:: The problem ::
Of all the lines in the records below, copy only those that contain the string "default".

:: Input data ::
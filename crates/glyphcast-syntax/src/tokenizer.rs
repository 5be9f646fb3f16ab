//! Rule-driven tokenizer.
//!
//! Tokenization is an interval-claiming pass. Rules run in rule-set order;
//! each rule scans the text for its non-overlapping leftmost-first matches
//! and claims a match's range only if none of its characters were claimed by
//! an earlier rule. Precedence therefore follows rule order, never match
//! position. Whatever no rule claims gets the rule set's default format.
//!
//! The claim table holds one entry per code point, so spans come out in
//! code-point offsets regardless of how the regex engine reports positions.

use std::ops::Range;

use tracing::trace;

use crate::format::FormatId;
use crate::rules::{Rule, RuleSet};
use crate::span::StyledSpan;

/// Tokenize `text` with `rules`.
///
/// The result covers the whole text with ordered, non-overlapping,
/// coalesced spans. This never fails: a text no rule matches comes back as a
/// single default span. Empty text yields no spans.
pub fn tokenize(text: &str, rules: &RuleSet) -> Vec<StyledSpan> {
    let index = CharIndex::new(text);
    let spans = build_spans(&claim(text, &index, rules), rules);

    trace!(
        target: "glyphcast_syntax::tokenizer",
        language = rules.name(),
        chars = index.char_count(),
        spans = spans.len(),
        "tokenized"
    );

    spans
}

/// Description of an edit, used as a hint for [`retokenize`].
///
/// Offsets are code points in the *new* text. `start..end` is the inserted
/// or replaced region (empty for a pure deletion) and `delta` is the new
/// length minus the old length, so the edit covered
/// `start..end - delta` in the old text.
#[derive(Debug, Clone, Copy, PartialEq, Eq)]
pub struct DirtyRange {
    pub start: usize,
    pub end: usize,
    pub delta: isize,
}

:: Answer ::
//! position. Whatever no rule claims gets the rule set's default format.
/// single default span. Empty text yields no spans.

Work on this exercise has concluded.